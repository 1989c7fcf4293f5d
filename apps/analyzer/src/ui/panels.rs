//! Result panels for a completed analysis.
//!
//! Every function takes the data it renders plus the `Session` flags it
//! depends on; model-supplied text is escaped here.

use crate::analysis::models::{AnalysisOutcome, AnalysisResult, ErrorResult};
use crate::session::{AnalysisRecord, Session};
use crate::ui::html::{card, escape};

/// Match score band. Thresholds: ≥70 strong, ≥40 moderate, otherwise low.
#[derive(Debug, Clone, Copy, PartialEq, Eq)]
pub enum ScoreBand {
    Strong,
    Moderate,
    Low,
}

impl ScoreBand {
    pub fn from_percentage(percentage: u8) -> Self {
        if percentage >= 70 {
            ScoreBand::Strong
        } else if percentage >= 40 {
            ScoreBand::Moderate
        } else {
            ScoreBand::Low
        }
    }

    pub fn color(self) -> &'static str {
        match self {
            ScoreBand::Strong => "#28a745",
            ScoreBand::Moderate => "#ffc107",
            ScoreBand::Low => "#dc3545",
        }
    }

    pub fn assessment(self) -> &'static str {
        match self {
            ScoreBand::Strong => "Great match! Your resume is well-aligned with this position.",
            ScoreBand::Moderate => {
                "Moderate match. Consider enhancing your resume with the suggested improvements."
            }
            ScoreBand::Low => {
                "Low match. Significant improvements needed to increase your chances."
            }
        }
    }

    fn notice_class(self) -> &'static str {
        match self {
            ScoreBand::Strong => "notice-success",
            ScoreBand::Moderate => "notice-warning",
            ScoreBand::Low => "notice-error",
        }
    }
}

const TROUBLESHOOTING_TIPS: &[&str] = &[
    "The AI response is not in valid JSON format",
    "Try simplifying your resume or job description",
    "Check if your API key is valid and has necessary permissions",
    "Try again later as the service might be experiencing high traffic",
];

const ACTION_PLAN: &[(&str, &str)] = &[
    (
        "Add Missing Keywords",
        "Include the missing keywords highlighted above where relevant in your resume.",
    ),
    (
        "Quantify Achievements",
        "Add specific metrics and numbers to demonstrate your impact.",
    ),
    (
        "Optimize Format",
        "Ensure your resume is ATS-friendly with a clean, simple format.",
    ),
    (
        "Tailor Your Summary",
        "Customize your professional summary to match this specific role.",
    ),
    (
        "Add Recommended Skills",
        "Incorporate relevant skills you possess but haven't mentioned.",
    ),
];

/// Renders the results area for the session's current record.
pub fn render_record(record: &AnalysisRecord, session: &Session) -> String {
    match &record.outcome {
        AnalysisOutcome::Failure(err) => render_error(err, session),
        AnalysisOutcome::Success(result) => render_result(result, record, session),
    }
}

pub fn render_error(err: &ErrorResult, session: &Session) -> String {
    let mut html = format!(
        "<div class='notice notice-error'>{}</div>",
        escape(&err.error)
    );

    if session.diagnostics {
        if let Some(raw) = &err.raw_response {
            html.push_str("<h3>Raw AI Response</h3>");
            html.push_str(&format!("<pre>{}</pre>", escape(raw)));
            html.push_str("<h3>Troubleshooting Tips</h3>");
            html.push_str(&bullet_list(TROUBLESHOOTING_TIPS.iter().copied()));
        }
    }

    html
}

pub fn render_result(result: &AnalysisResult, record: &AnalysisRecord, session: &Session) -> String {
    let mut html = String::from("<h2>📊 Analysis Results</h2>");
    html.push_str(&format!(
        "<p>Resume <b>{}</b> analyzed at {}.</p>",
        escape(&record.resume_name),
        record.analyzed_at.format("%Y-%m-%d %H:%M UTC")
    ));

    html.push_str(&format!(
        "<div class='columns'><div class='narrow'>{}</div><div class='wide'>{}</div></div>",
        score_panel(result),
        strengths_panel(result)
    ));
    html.push_str(&keywords_panel(result));
    html.push_str(&summary_panel(result));
    html.push_str(&skills_panel(result));
    html.push_str(&action_plan_panel());

    if session.diagnostics {
        html.push_str(&debug_panel(result));
    }

    html.push_str(
        "<form class='actions' method='post' action='/reset'>\
         <button type='submit'>📝 Analyze Another Resume</button></form>",
    );
    html
}

pub fn score_panel(result: &AnalysisResult) -> String {
    let Some(percentage) = result.match_percentage() else {
        return card(
            None,
            &format!(
                "<h2 class='match-score'>Match Score</h2>\
                 <div class='notice notice-warning'>Score unavailable: the model returned '{}'.</div>",
                escape(&result.jd_match)
            ),
        );
    };

    let band = ScoreBand::from_percentage(percentage);
    let color = band.color();
    card(
        None,
        &format!(
            "<h2 class='match-score'>Match Score</h2>\
             <h1 class='match-score' style='color: {color};'>{percentage}%</h1>\
             <div class='match-progress'>\
             <div class='match-progress-bar' style='width: {percentage}%; background-color: {color};'>{percentage}%</div>\
             </div>\
             <div class='notice {}'>{}</div>",
            band.notice_class(),
            band.assessment()
        ),
    )
}

fn strengths_panel(result: &AnalysisResult) -> String {
    let strengths: String = result
        .strength_areas
        .iter()
        .map(|s| format!("<p>✅ {}</p>", escape(s)))
        .collect();
    let improvements: String = result
        .improvement_areas
        .iter()
        .map(|a| format!("<p>⚠️ {}</p>", escape(a)))
        .collect();

    card(
        Some("💪 Your Strengths"),
        &format!(
            "{strengths}<p class='section-header' style='margin-top: 20px;'>🔧 Areas for Improvement</p>{improvements}"
        ),
    )
}

pub fn keywords_panel(result: &AnalysisResult) -> String {
    let missing = if result.missing_keywords.is_empty() {
        "<div class='notice notice-info'>No critical missing keywords detected!</div>".to_string()
    } else {
        pills(&result.missing_keywords, "keyword-pill", "🔍")
    };
    let matched = if result.matched_keywords.is_empty() {
        "<div class='notice notice-info'>No matched keywords found.</div>".to_string()
    } else {
        pills(&result.matched_keywords, "keyword-pill matched-keyword", "✓")
    };

    card(
        None,
        &format!(
            "<div class='columns'>\
             <div><p class='section-header'>❌ Missing Keywords</p>{missing}</div>\
             <div><p class='section-header'>✅ Matched Keywords</p>{matched}</div>\
             </div>"
        ),
    )
}

fn summary_panel(result: &AnalysisResult) -> String {
    let summary = if result.profile_summary.trim().is_empty() {
        "No profile summary available.".to_string()
    } else {
        escape(&result.profile_summary)
    };
    card(Some("📋 Profile Summary"), &format!("<p>{summary}</p>"))
}

pub fn skills_panel(result: &AnalysisResult) -> String {
    let skills: String = result
        .recommended_skills
        .iter()
        .map(|s| format!("<div class='skill'>🔹 {}</div>", escape(s)))
        .collect();
    card(
        Some("🚀 Recommended Skills"),
        &format!(
            "<p>Consider adding these skills to your resume to increase your match rate:</p>\
             <div class='skill-grid'>{skills}</div>"
        ),
    )
}

fn action_plan_panel() -> String {
    let steps: String = ACTION_PLAN
        .iter()
        .map(|(title, detail)| format!("<li><b>{title}</b>: {detail}</li>"))
        .collect();
    card(Some("📝 Your Action Plan"), &format!("<ol>{steps}</ol>"))
}

fn debug_panel(result: &AnalysisResult) -> String {
    let json = serde_json::to_string_pretty(result).unwrap_or_default();
    card(
        Some("🛠️ Debug Information"),
        &format!("<pre>{}</pre>", escape(&json)),
    )
}

fn pills(items: &[String], class: &str, marker: &str) -> String {
    items
        .iter()
        .map(|item| format!("<span class='{class}'>{marker} {}</span>", escape(item)))
        .collect()
}

fn bullet_list<'a>(items: impl Iterator<Item = &'a str>) -> String {
    let items: String = items.map(|i| format!("<li>{}</li>", escape(i))).collect();
    format!("<ul>{items}</ul>")
}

PROBLEM DESCRIPTION -> Take the lines above from the one containing "class='actions' method='post' action='/reset'>\" down to the one containing "class='notice notice-info'>No matched", and transcribe them exactly, both ends included.

RESPONSE ->
        "<form class='actions' method='post' action='/reset'>\
         <button type='submit'>📝 Analyze Another Resume</button></form>",
    );
    html
}

pub fn score_panel(result: &AnalysisResult) -> String {
    let Some(percentage) = result.match_percentage() else {
        return card(
            None,
            &format!(
                "<h2 class='match-score'>Match Score</h2>\
                 <div class='notice notice-warning'>Score unavailable: the model returned '{}'.</div>",
                escape(&result.jd_match)
            ),
        );
    };

    let band = ScoreBand::from_percentage(percentage);
    let color = band.color();
    card(
        None,
        &format!(
            "<h2 class='match-score'>Match Score</h2>\
             <h1 class='match-score' style='color: {color};'>{percentage}%</h1>\
             <div class='match-progress'>\
             <div class='match-progress-bar' style='width: {percentage}%; background-color: {color};'>{percentage}%</div>\
             </div>\
             <div class='notice {}'>{}</div>",
            band.notice_class(),
            band.assessment()
        ),
    )
}

fn strengths_panel(result: &AnalysisResult) -> String {
    let strengths: String = result
        .strength_areas
        .iter()
        .map(|s| format!("<p>✅ {}</p>", escape(s)))
        .collect();
    let improvements: String = result
        .improvement_areas
        .iter()
        .map(|a| format!("<p>⚠️ {}</p>", escape(a)))
        .collect();

    card(
        Some("💪 Your Strengths"),
        &format!(
            "{strengths}<p class='section-header' style='margin-top: 20px;'>🔧 Areas for Improvement</p>{improvements}"
        ),
    )
}

pub fn keywords_panel(result: &AnalysisResult) -> String {
    let missing = if result.missing_keywords.is_empty() {
        "<div class='notice notice-info'>No critical missing keywords detected!</div>".to_string()
    } else {
        pills(&result.missing_keywords, "keyword-pill", "🔍")
    };
    let matched = if result.matched_keywords.is_empty() {
        "<div class='notice notice-info'>No matched keywords found.</div>".to_string()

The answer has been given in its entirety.